Bad Arolsen

Almo: Bei Spritzen sind sie Spitze

- Bad Arolsen (-es-). Mit einer erfrischend optimistischen Festrede zum 75-jährigen Bestehen der Firma Almo hat der Aufsichtsratsvorsitzende der Firma BBraun Melsungen, Prof. Dr. Georg Ludwig Braun die 360 Mitarbeiter des Bad Arolser Spitzenherstellers auf die nächsten Herausforderungen für die Unternehmensgruppe eingestimmt.
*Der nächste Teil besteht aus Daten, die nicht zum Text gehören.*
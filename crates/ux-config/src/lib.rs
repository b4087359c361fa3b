mod defaults;
mod env;
pub mod types;
mod validation;

use std::path::Path;

pub use defaults::{
    DEFAULT_BATCH_SIZE, DEFAULT_CONCURRENCY, DEFAULT_MAX_STEPS, DEFAULT_MAX_STEPS_CAP,
    DEFAULT_MODEL, DEFAULT_QUEUE_MAX_RETRIES,
};
pub use types::*;

/// Configuration errors.
#[derive(Debug, thiserror::Error)]
pub enum ConfigError {
    #[error("Failed to read config file: {0}")]
    IoError(#[from] std::io::Error),

    #[error("Failed to parse YAML: {0}")]
    YamlError(#[from] serde_yaml::Error),

    #[error("Missing environment variables: {0:?}")]
    MissingEnvVars(Vec<String>),

    #[error("Value {value} for '{field}' is out of range (expected {expected})")]
    OutOfRange {
        field: String,
        value: String,
        expected: String,
    },

    #[error("Invalid configuration: {0}")]
    InvalidConfig(String),
}

impl UxConfig {
    /// Parse a configuration from a YAML string.
    /// Environment variables in the format `${VAR_NAME}` will be interpolated.
    pub fn from_yaml(yaml: &str) -> Result<Self, ConfigError> {
        let interpolated = env::interpolate_env(yaml)?;
        let config: UxConfig = serde_yaml::from_str(&interpolated)?;
        Ok(config)
    }

    /// Load a configuration from a file.
    pub fn from_file(path: &Path) -> Result<Self, ConfigError> {
        let content = std::fs::read_to_string(path)?;
        Self::from_yaml(&content)
    }

    /// Render the configuration back to YAML.
    pub fn to_yaml(&self) -> Result<String, ConfigError> {
        Ok(serde_yaml::to_string(self)?)
    }
}

#[cfg(test)]
mod tests {
    use super::*;

    #[test]
    fn test_parse_minimal_config() {
        let yaml = r#"
name: checkout-study
run:
  model: gpt-4o
"#;

        let config = UxConfig::from_yaml(yaml).unwrap();
        assert_eq!(config.name, Some("checkout-study".to_string()));
        assert_eq!(config.model(), "gpt-4o");
        assert_eq!(config.max_steps(), DEFAULT_MAX_STEPS);
    }

    #[test]
    fn test_parse_full_config() {
        let yaml = r#"
name: onboarding
run:
  model: claude-sonnet
  max_steps: 8
  seed: 42
workers:
  concurrency: 2
  poll_interval: 50ms
  batch_size: 4
queue:
  path: /tmp/ux-queue.db
  max_retries: 5
  base_backoff: 1s
limits:
  max_steps_cap: 20
logging:
  level: debug
  format: json
"#;

        let config = UxConfig::from_yaml(yaml).unwrap();
        assert_eq!(config.run.seed, Some(42));
        assert_eq!(config.concurrency(), 2);
        assert_eq!(config.poll_interval(), std::time::Duration::from_millis(50));
        assert_eq!(config.queue_max_retries(), 5);
        assert_eq!(config.max_steps_cap(), 20);
        assert_eq!(config.logging.format, LogFormat::Json);
        assert!(config.validate().is_empty());
    }

    #[test]
    fn test_parse_with_env_vars() {
        std::env::set_var("UX_TEST_QUEUE_PATH", "/tmp/from-env.db");

        let yaml = r#"
queue:
  path: ${UX_TEST_QUEUE_PATH}
"#;

        let config = UxConfig::from_yaml(yaml).unwrap();
        assert_eq!(
            config.queue.path,
            Some(std::path::PathBuf::from("/tmp/from-env.db"))
        );
    }

    #[test]
    fn test_demo_config_is_valid() {
        let config = UxConfig::from_yaml(include_str!("../../../demos/ux.yaml")).unwrap();
        assert!(!config.model().is_empty());
        assert_eq!(config.concurrency(), 4);
        assert_eq!(config.poll_interval(), std::time::Duration::from_millis(50));
        assert!(config.validate().is_empty());
    }

    #[test]
    fn test_bad_duration_is_yaml_error() {
        let yaml = r#"
workers:
  poll_interval: soon
"#;
        assert!(matches!(
            UxConfig::from_yaml(yaml),
            Err(ConfigError::YamlError(_))
        ));
    }

    #[test]
    fn test_yaml_roundtrip_of_effective_config() {
        let effective = UxConfig::default().effective();
        let yaml = effective.to_yaml().unwrap();
        let parsed = UxConfig::from_yaml(&yaml).unwrap();
        assert_eq!(parsed.concurrency(), effective.concurrency());
        assert_eq!(parsed.poll_interval(), effective.poll_interval());
    }
}
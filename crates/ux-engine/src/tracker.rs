//! Completion Tracker: triggers aggregation once every Episode of a Run is terminal.

use std::sync::Arc;

use tracing::{debug, info, warn};
use ux_core::{Job, JobQueue, RunId, RunStatus, SharedMetrics, Store, TrackerError};

pub struct CompletionTracker {
    store: Arc<dyn Store>,
    queue: Arc<dyn JobQueue>,
    metrics: SharedMetrics,
}

impl CompletionTracker {
    pub fn new(store: Arc<dyn Store>, queue: Arc<dyn JobQueue>, metrics: SharedMetrics) -> Self {
        CompletionTracker {
            store,
            queue,
            metrics,
        }
    }

    /// Called after an Episode of `run_id` reached a terminal status.
    ///
    /// Safe to call any number of times, concurrently and out of order.
    /// Returns true only for the call that enqueued the aggregation job.
    pub async fn on_episode_terminal(&self, run_id: RunId) -> Result<bool, TrackerError> {
        match self.trigger(run_id).await {
            Ok(triggered) => Ok(triggered),
            Err(TrackerError::DuplicateTrigger(_)) => {
                self.metrics.record_duplicate_trigger();
                debug!(%run_id, "Aggregation already triggered");
                Ok(false)
            }
            Err(e) => Err(e),
        }
    }

    async fn trigger(&self, run_id: RunId) -> Result<bool, TrackerError> {
        let episodes = self.store.list_episodes(run_id).await?;
        let pending = episodes.iter().filter(|e| !e.status.is_terminal()).count();
        if pending > 0 {
            debug!(%run_id, pending, "Run still has episodes in flight");
            return Ok(false);
        }

        if !self.store.try_mark_aggregation_triggered(run_id).await? {
            return Err(TrackerError::DuplicateTrigger(run_id));
        }

        if let Err(e) = self.queue.enqueue(&Job::AggregateReport { run_id }).await {
            // A redelivered episode job must be able to trigger again.
            warn!(%run_id, error = %e, "Could not enqueue aggregation, clearing trigger");
            self.store.clear_aggregation_triggered(run_id).await?;
            return Err(e.into());
        }
        info!(%run_id, episodes = episodes.len(), "All episodes terminal, aggregation enqueued");
        Ok(true)
    }

    /// Re-enqueue aggregation for a Run whose report has not been written.
    ///
    /// Used after an aggregation failure left the Run SIMULATING. Returns false
    /// if the Run is already COMPLETED or FAILED.
    pub async fn retry_aggregation(&self, run_id: RunId) -> Result<bool, TrackerError> {
        let run = self.store.get_run(run_id).await?;
        if !matches!(run.status, RunStatus::Pending | RunStatus::Simulating) {
            debug!(%run_id, status = ?run.status, "Run not awaiting aggregation");
            return Ok(false);
        }

        if !run.aggregation_triggered {
            return self.on_episode_terminal(run_id).await;
        }

        warn!(%run_id, "Retrying aggregation");
        self.queue.enqueue(&Job::AggregateReport { run_id }).await?;
        Ok(true)
    }
}
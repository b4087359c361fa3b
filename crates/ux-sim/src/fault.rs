use std::sync::atomic::{AtomicUsize, Ordering};
use std::sync::Arc;

use async_trait::async_trait;
use rand::Rng;
use rand_chacha::ChaCha8Rng;
use serde_json::{json, Value};
use tokio::sync::Mutex;
use ux_core::{
    ActionError, Automation, BrowserAction, BrowserSession, EpisodeId, PageState, ProviderError,
    Reasoner, StepInput,
};

/// Prefix used in error messages to distinguish injected faults from real errors.
pub const FAULT_PREFIX: &str = "[fault-injected]";

/// Configuration for fault injection. Each rate is a probability per call.
#[derive(Debug, Clone, Default)]
pub struct FaultConfig {
    /// Reasoning output that fails schema validation.
    pub malformed_rate: f64,
    /// Reasoning calls that fail outright.
    pub provider_error_rate: f64,
    /// Browser actions that fail.
    pub action_error_rate: f64,
}

impl FaultConfig {
    /// The same rate for every fault kind.
    pub fn uniform(rate: f64) -> Self {
        FaultConfig {
            malformed_rate: rate,
            provider_error_rate: rate,
            action_error_rate: rate,
        }
    }
}

/// Statistics about injected faults.
#[derive(Debug, Clone, Default, PartialEq, Eq)]
pub struct FaultStats {
    pub malformed: usize,
    pub provider_errors: usize,
    pub action_errors: usize,
}

impl std::ops::Add for FaultStats {
    type Output = FaultStats;

    fn add(self, other: FaultStats) -> FaultStats {
        FaultStats {
            malformed: self.malformed + other.malformed,
            provider_errors: self.provider_errors + other.provider_errors,
            action_errors: self.action_errors + other.action_errors,
        }
    }
}

/// Shared dice for a fault-injecting wrapper.
struct Dice {
    rng: Mutex<ChaCha8Rng>,
}

impl Dice {
    /// Roll the RNG and return true with probability `rate`.
    async fn roll(&self, rate: f64) -> bool {
        if rate <= 0.0 {
            return false;
        }
        let roll: f64 = self.rng.lock().await.gen();
        roll < rate
    }

    async fn pick(&self, n: usize) -> usize {
        self.rng.lock().await.gen_range(0..n)
    }
}

/// A reasoner wrapper that randomly fails calls or corrupts their output.
pub struct FaultyReasoner {
    inner: Arc<dyn Reasoner>,
    dice: Dice,
    config: FaultConfig,
    malformed: AtomicUsize,
    provider_errors: AtomicUsize,
}

impl FaultyReasoner {
    pub fn new(inner: Arc<dyn Reasoner>, rng: ChaCha8Rng, config: FaultConfig) -> Self {
        FaultyReasoner {
            inner,
            dice: Dice {
                rng: Mutex::new(rng),
            },
            config,
            malformed: AtomicUsize::new(0),
            provider_errors: AtomicUsize::new(0),
        }
    }

    pub fn stats(&self) -> FaultStats {
        FaultStats {
            malformed: self.malformed.load(Ordering::Relaxed),
            provider_errors: self.provider_errors.load(Ordering::Relaxed),
            action_errors: 0,
        }
    }

    async fn corrupt(&self, mut value: Value) -> Value {
        self.malformed.fetch_add(1, Ordering::Relaxed);
        let choice = self.dice.pick(4).await;
        let Some(fields) = value.as_object_mut().filter(|_| choice < 3) else {
            return json!(format!("{} I think they would click the big button", FAULT_PREFIX));
        };
        match choice {
            0 => {
                fields.insert("friction".to_string(), json!(1.5));
            }
            1 => {
                fields.remove("likelyAction");
            }
            _ => {
                fields.insert("confidence".to_string(), json!("high"));
            }
        }
        value
    }
}

#[async_trait]
impl Reasoner for FaultyReasoner {
    async fn reason(&self, input: &StepInput) -> Result<Value, ProviderError> {
        if self.dice.roll(self.config.provider_error_rate).await {
            self.provider_errors.fetch_add(1, Ordering::Relaxed);
            return Err(if self.dice.roll(0.5).await {
                ProviderError::Unavailable(format!("{} connection reset", FAULT_PREFIX))
            } else {
                ProviderError::Rejected(format!("{} content filter", FAULT_PREFIX))
            });
        }
        let value = self.inner.reason(input).await?;
        if self.dice.roll(self.config.malformed_rate).await {
            return Ok(self.corrupt(value).await);
        }
        Ok(value)
    }
}

struct BrowserFaults {
    dice: Dice,
    rate: f64,
    action_errors: AtomicUsize,
}

/// An automation wrapper whose sessions randomly fail actions.
pub struct FaultyBrowser {
    inner: Arc<dyn Automation>,
    faults: Arc<BrowserFaults>,
}

impl FaultyBrowser {
    pub fn new(inner: Arc<dyn Automation>, rng: ChaCha8Rng, config: FaultConfig) -> Self {
        FaultyBrowser {
            inner,
            faults: Arc::new(BrowserFaults {
                dice: Dice {
                    rng: Mutex::new(rng),
                },
                rate: config.action_error_rate,
                action_errors: AtomicUsize::new(0),
            }),
        }
    }

    pub fn stats(&self) -> FaultStats {
        FaultStats {
            action_errors: self.faults.action_errors.load(Ordering::Relaxed),
            ..FaultStats::default()
        }
    }
}

#[async_trait]
impl Automation for FaultyBrowser {
    async fn open(
        &self,
        episode_id: EpisodeId,
        url: &str,
    ) -> Result<Box<dyn BrowserSession>, ActionError> {
        let inner = self.inner.open(episode_id, url).await?;
        Ok(Box::new(FaultySession {
            inner,
            faults: self.faults.clone(),
        }))
    }
}

struct FaultySession {
    inner: Box<dyn BrowserSession>,
    faults: Arc<BrowserFaults>,
}

#[async_trait]
impl BrowserSession for FaultySession {
    async fn observe(&mut self) -> Result<PageState, ActionError> {
        self.inner.observe().await
    }

    async fn execute(&mut self, action: &BrowserAction) -> Result<PageState, ActionError> {
        if self.faults.dice.roll(self.faults.rate).await {
            self.faults.action_errors.fetch_add(1, Ordering::Relaxed);
            return Err(ActionError::Other(format!(
                "{} {} intercepted by overlay",
                FAULT_PREFIX,
                action.kind()
            )));
        }
        self.inner.execute(action).await
    }

    async fn close(&mut self) {
        self.inner.close().await
    }
}

/// Check if an error was injected by the fault layer.
pub fn is_injected_fault(msg: &str) -> bool {
    msg.contains(FAULT_PREFIX)
}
Es habe großen unternehmerischen Mutes bedurft, als Erwin Busch 1963 das von Alfons Mondt gegründete Unternehmen übernommen habe. Ebenso mutig sei die Umstellung der Produktion von Kunststoffartikeln für Bäckereien auf Einmalspitzen gewesen. Anfang der 60er Jahre seien Spitzen noch aus Glas gemacht worden. Nur wenige hätten sich damals vorstellen können, dass Einmalspritzen zum Wegwerfen höheren hygienischen Anforderungen entsprechen würden. Prof. Dr. Braun: „Erwin Busch ist zusammen mit seinen Vertriebspartnern diesen Weg gegangen, weil wir von dem neuen Produkt und seinen guten Eigenschaften für die Hygiene im Krankenhaus überzeugt waren.“ Das Geheimnis der Erfolges aber sei gewesen, dass man die immer neuen Herausforderung angenommen habe. Ähnlich müssten auch die Heutigen bereit sein, die Probleme direkt anzugehen und nach zeitgemäßen Lösungen zu suchen. Auch heute könnten mit Mut und den Prinzipien des ehrbaren Kaufmanns unternehmerische Erfolge erzielt werden. Dann könnten auch in 75 Jahren die Enkel der heutigen Mitarbeiter noch bei Almo arbeiten. Die nächste große Herausforderung sei es, die jährliche Produktion von Einmalspritzen von derzeit zwei Milliarden auf 2,5 Milliarden zu steigern. Und das möglichst bald. Im gleichen Maße gelte es, die Materialabhängigkeit zu senken. Die großen Preisschwankungen bei den erdölabhängigen Rohstoffen stelle ein ebenso großes Problem dar wie die steigenden Energiekosten. Die Firma Almo habe allein im ersten Dreivierteljahr 300 000 Euro Mehrkosten für die Finanzierung der erneuerbaren Energien schultern müssen.